(PROBLEM REQUIREMENTS) In the entries below, find the lines with the word "POST" and copy them.

(Stored items from a collection)
*** Block opens ***
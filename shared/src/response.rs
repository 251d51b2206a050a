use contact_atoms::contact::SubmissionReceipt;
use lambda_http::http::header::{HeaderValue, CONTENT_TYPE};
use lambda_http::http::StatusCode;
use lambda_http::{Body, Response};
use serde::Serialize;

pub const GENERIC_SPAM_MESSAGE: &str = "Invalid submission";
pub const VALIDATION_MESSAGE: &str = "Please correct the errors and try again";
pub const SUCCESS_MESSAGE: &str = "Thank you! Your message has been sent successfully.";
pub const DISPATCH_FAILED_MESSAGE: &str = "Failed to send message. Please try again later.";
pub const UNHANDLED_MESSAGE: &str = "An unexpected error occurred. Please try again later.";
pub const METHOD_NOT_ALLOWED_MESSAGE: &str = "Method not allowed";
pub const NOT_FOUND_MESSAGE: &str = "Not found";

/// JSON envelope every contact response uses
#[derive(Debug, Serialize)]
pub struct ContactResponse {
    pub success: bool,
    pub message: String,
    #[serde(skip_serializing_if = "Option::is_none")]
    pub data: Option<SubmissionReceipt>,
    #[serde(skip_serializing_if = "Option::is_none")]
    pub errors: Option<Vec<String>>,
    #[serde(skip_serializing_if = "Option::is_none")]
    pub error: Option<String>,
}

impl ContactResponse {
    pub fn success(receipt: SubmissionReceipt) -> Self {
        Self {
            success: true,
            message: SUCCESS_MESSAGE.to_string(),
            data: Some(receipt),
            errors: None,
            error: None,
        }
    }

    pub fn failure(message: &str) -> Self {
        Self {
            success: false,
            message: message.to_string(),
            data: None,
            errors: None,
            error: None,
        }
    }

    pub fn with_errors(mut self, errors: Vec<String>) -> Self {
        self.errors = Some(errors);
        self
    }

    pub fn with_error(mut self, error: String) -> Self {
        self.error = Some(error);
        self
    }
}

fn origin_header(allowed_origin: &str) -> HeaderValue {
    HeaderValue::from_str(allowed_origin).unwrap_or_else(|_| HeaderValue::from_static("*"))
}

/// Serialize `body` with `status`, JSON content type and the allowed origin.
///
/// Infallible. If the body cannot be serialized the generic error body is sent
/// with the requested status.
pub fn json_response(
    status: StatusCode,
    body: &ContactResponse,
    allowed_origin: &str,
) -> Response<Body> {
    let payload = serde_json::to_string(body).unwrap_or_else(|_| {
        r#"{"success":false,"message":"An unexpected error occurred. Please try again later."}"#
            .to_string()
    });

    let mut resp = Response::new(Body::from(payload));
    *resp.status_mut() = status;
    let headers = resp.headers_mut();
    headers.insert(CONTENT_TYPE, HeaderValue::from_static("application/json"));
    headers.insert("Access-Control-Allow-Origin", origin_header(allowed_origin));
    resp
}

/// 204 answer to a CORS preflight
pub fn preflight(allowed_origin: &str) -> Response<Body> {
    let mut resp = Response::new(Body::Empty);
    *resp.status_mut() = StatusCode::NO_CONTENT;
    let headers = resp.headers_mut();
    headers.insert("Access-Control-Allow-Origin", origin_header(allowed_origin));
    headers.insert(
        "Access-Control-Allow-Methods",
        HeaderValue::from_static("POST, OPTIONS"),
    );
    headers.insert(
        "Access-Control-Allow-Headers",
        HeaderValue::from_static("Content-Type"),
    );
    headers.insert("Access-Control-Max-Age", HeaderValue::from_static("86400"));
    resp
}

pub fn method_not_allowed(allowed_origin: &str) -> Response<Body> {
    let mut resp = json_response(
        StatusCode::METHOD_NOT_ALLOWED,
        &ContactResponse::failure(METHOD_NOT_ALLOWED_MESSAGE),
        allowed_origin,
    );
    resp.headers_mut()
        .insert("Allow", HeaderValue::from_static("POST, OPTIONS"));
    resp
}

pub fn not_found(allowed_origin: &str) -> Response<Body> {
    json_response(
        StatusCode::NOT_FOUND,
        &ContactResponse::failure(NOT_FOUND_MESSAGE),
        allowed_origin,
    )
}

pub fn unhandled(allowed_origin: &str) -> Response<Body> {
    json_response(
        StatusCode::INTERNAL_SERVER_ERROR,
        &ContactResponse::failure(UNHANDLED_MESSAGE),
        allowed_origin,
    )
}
*** Block closes ***
(EXERCISE OUTPUT)
        HeaderValue::from_static("POST, OPTIONS"),
        .insert("Allow", HeaderValue::from_static("POST, OPTIONS"));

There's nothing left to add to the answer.